BMI, body mass index; FeNO, fractional exhaled nitric oxide; FEV1, forced expiratory volume in 1 second; FVC, forced vital capacity; IgE, immunoglobulin E.
*Based on the Korean criteria for obesity.
Biomarkers for identifying type 2 inflammation: advantages and disadvantages
| Biomarker | Advantages | Disadvantages |
|---|---|---|
| Serum IgE | • Easy to measure | Does not predict omalizumab responsiveness |
| • Identifies candidates for omalizumab therapy | ||
| Sputum eosinophils | • ERS/ATS recommended to guide treatment, along with clinical criteria | Technically challenging to perform; some patients cannot provide adequate samples |
| • Adjusting therapy based on sputum eosinophils was validated for reducing exacerbation frequency in adults | ||
| Blood eosinophils | • Correlated with sputum eosinophilia | Optimal cutoff not established |
| • Easy to measure | ||
| • ≥ 300 cells/μL, ↑ risk of asthma attacks, asthma-related ED visits | ||
| • ≥ 400 cells/μL, ↑ rate of severe exacerbations | ||
| FeNO | • Correlated with sputum and blood eosinophils | Not recommended for guiding therapy in patients with severe asthma |
| • ≥ 50 ppb, ↑ risk of asthma attacks, asthma-related ED | ||
| • Adjusting therapy based on FeNO reduced the risk of asthma exacerbation | ||
| Serum periostin | • Markers of airway eosinophilia and IL13 activity | Not specific to asthma |
ED, emergency department; ERS/ATS, European Respiratory Society/American Thoracic Society; FeNO, fractional exhaled nitric oxide; IgE, immunoglobulin E; IL, interleukin.

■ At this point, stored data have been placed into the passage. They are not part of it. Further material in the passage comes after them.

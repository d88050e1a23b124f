use daf_core_types::RequestId;
use std::path::PathBuf;
use thiserror::Error;

/// Result type alias using ExError
pub type Result<T> = std::result::Result<T, ExError>;

// ========== Error Facility ==========

/// Canonical error kind taxonomy
///
/// Each kind maps to a stable error code that can be used for programmatic
/// error handling, testing, and the CLI's JSON output.
#[derive(Debug, Clone, Copy, PartialEq, Eq)]
pub enum ExErrorKind {
    // Client-side
    InvalidInput,
    InvalidState,
    TypeMismatch,

    // Backend
    Backend,
    ConstraintViolation,
    Timeout,
    UnknownProcedure,
    ParameterMismatch,

    // Ambient
    Configuration,
    Io,
    Serialization,
    Internal,
}

impl ExErrorKind {
    /// Get the stable error code for this kind
    pub fn code(&self) -> &'static str {
        match self {
            ExErrorKind::InvalidInput => "ERR_INVALID_INPUT",
            ExErrorKind::InvalidState => "ERR_INVALID_STATE",
            ExErrorKind::TypeMismatch => "ERR_TYPE_MISMATCH",
            ExErrorKind::Backend => "ERR_BACKEND",
            ExErrorKind::ConstraintViolation => "ERR_CONSTRAINT_VIOLATION",
            ExErrorKind::Timeout => "ERR_TIMEOUT",
            ExErrorKind::UnknownProcedure => "ERR_UNKNOWN_PROCEDURE",
            ExErrorKind::ParameterMismatch => "ERR_PARAMETER_MISMATCH",
            ExErrorKind::Configuration => "ERR_CONFIGURATION",
            ExErrorKind::Io => "ERR_IO",
            ExErrorKind::Serialization => "ERR_SERIALIZATION",
            ExErrorKind::Internal => "ERR_INTERNAL",
        }
    }

    /// Whether the backend reported this failure while executing a command
    pub fn is_backend(&self) -> bool {
        matches!(
            self,
            ExErrorKind::Backend
                | ExErrorKind::ConstraintViolation
                | ExErrorKind::Timeout
                | ExErrorKind::UnknownProcedure
                | ExErrorKind::ParameterMismatch
        )
    }
}

/// Canonical structured error type
///
/// Classification fields support programmatic handling; the context fields
/// (operation, command text, backend code) support debugging.
#[derive(Debug, Clone)]
pub struct ExError {
    kind: ExErrorKind,
    op: Option<String>,
    command: Option<String>,
    backend_code: Option<i32>,
    request_id: Option<RequestId>,
    message: String,
    source: Option<Box<ExError>>,
}

impl ExError {
    /// Create a new error with the specified kind
    pub fn new(kind: ExErrorKind) -> Self {
        Self {
            kind,
            op: None,
            command: None,
            backend_code: None,
            request_id: None,
            message: String::new(),
            source: None,
        }
    }

    /// Add operation context
    pub fn with_op(mut self, op: impl Into<String>) -> Self {
        self.op = Some(op.into());
        self
    }

    /// Add the text of the command being executed
    pub fn with_command(mut self, command: impl Into<String>) -> Self {
        self.command = Some(command.into());
        self
    }

    /// Add the driver's extended result code
    pub fn with_backend_code(mut self, code: i32) -> Self {
        self.backend_code = Some(code);
        self
    }

    /// Add request ID context
    pub fn with_request_id(mut self, request_id: RequestId) -> Self {
        self.request_id = Some(request_id);
        self
    }

    /// Add custom message
    pub fn with_message(mut self, message: impl Into<String>) -> Self {
        self.message = message.into();
        self
    }

    /// Add source error
    pub fn with_source(mut self, source: ExError) -> Self {
        self.source = Some(Box::new(source));
        self
    }

    /// Get the error kind
    pub fn kind(&self) -> ExErrorKind {
        self.kind
    }

    /// Get the stable error code
    pub fn code(&self) -> &'static str {
        self.kind.code()
    }

    /// Whether this error was reported by the backend during execution
    pub fn is_backend(&self) -> bool {
        self.kind.is_backend()
    }

    /// Get the operation context, if any
    pub fn op(&self) -> Option<&str> {
        self.op.as_deref()
    }

    /// Get the command text context, if any
    pub fn command(&self) -> Option<&str> {
        self.command.as_deref()
    }

    /// Get the backend result code, if any
    pub fn backend_code(&self) -> Option<i32> {
        self.backend_code
    }

    /// Get the request ID context, if any
    pub fn request_id(&self) -> Option<&RequestId> {
        self.request_id.as_ref()
    }

    /// Get the error message
    pub fn message(&self) -> &str {
        &self.message
    }

    /// Get the source error, if any
    pub fn source_error(&self) -> Option<&ExError> {
        self.source.as_deref()
    }
}

impl std::fmt::Display for ExError {
    fn fmt(&self, f: &mut std::fmt::Formatter<'_>) -> std::fmt::Result {
        write!(f, "[{}]", self.code())?;
        if let Some(op) = &self.op {
            write!(f, " in operation '{}'", op)?;
        }
        if !self.message.is_empty() {
            write!(f, ": {}", self.message)?;
        }
        if let Some(command) = &self.command {
            write!(f, " (command: {})", command)?;
        }
        if let Some(code) = self.backend_code {
            write!(f, " (backend_code: {})", code)?;
        }
        Ok(())
    }
}

impl std::error::Error for ExError {
    fn source(&self) -> Option<&(dyn std::error::Error + 'static)> {
        self.source
            .as_deref()
            .map(|e| e as &(dyn std::error::Error + 'static))
    }
}

// ========== End Error Facility ==========

/// Failures loading an external settings file
#[derive(Error, Debug, Clone, PartialEq)]
pub enum ConfigError {
    /// Settings file could not be read
    #[error("Cannot read settings file {path}: {reason}")]
    Unreadable { path: PathBuf, reason: String },

    /// Settings file is not valid TOML
    #[error("Malformed settings file {path}: {reason}")]
    Malformed { path: PathBuf, reason: String },
}

impl From<ConfigError> for ExError {
    fn from(err: ConfigError) -> Self {
        match &err {
            ConfigError::Unreadable { .. } => ExError::new(ExErrorKind::Io)
                .with_op("load_settings")
                .with_message(err.to_string()),
            ConfigError::Malformed { .. } => ExError::new(ExErrorKind::Configuration)
                .with_op("load_settings")
                .with_message(err.to_string()),
        }
    }
}

impl From<serde_json::Error> for ExError {
    fn from(err: serde_json::Error) -> Self {
        ExError::new(ExErrorKind::Serialization).with_message(err.to_string())
    }
}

Currently approved indications of biologics for severe asthma in Korea
| Biologics | Action | Dose | Interval (wk) | Route | Indication |
|---|---|---|---|---|---|
| Omalizumab (Xolair®) | Anti-IgE | 0.016 mg/kg per IU | 2 or 4 | SC | ≥ 6 years old; positive allergy testing (allergic asthma); IgE: 30–700 IU/mL |
| Mepolizumab (Nucala®) | Anti-IL5 | 100 mg | 4 | SC | ≥ 18 years old; AEC ≥ 150 cells/µL or ≥ 300 cells/µL at least once a year |
| Reslizumab (Cinqair®) | Anti-IL5 | 3 mg/kg | 4 | IV | ≥ 18 years old; AEC ≥ 400 cells/µL |
| Benralizumab (Fasenra®) | Anti-IL5R | 30 mg | 8* | SC | ≥ 18 years old; severe eosinophilic asthma |
| Dupilumab (Dupixent®) | Anti-IL4Rα | 200 mg† | 2 | SC | ≥ 12 years old; AEC ≥ 150 cells/µL or FeNO ≥ 25 ppb |
| 300 mg‡ | 2 | SC | With OCS-dependent or moderate-to-severe atopic dermatitis |
SC, subcutaneous; IV, intravenous; IgE, immunoglobulin E; IL, interleukin; AEC, absolute blood eosinophil count; FeNO, fractional exhaled nitric oxide; OCS, oral corticosteroids.
*Every 4 weeks for the first 3 doses, followed by every 8 weeks for maintenance; †For the first cycle, 400 mg (two 200 mg injections); ‡For the first cycle, 600 mg (two 300 mg injections).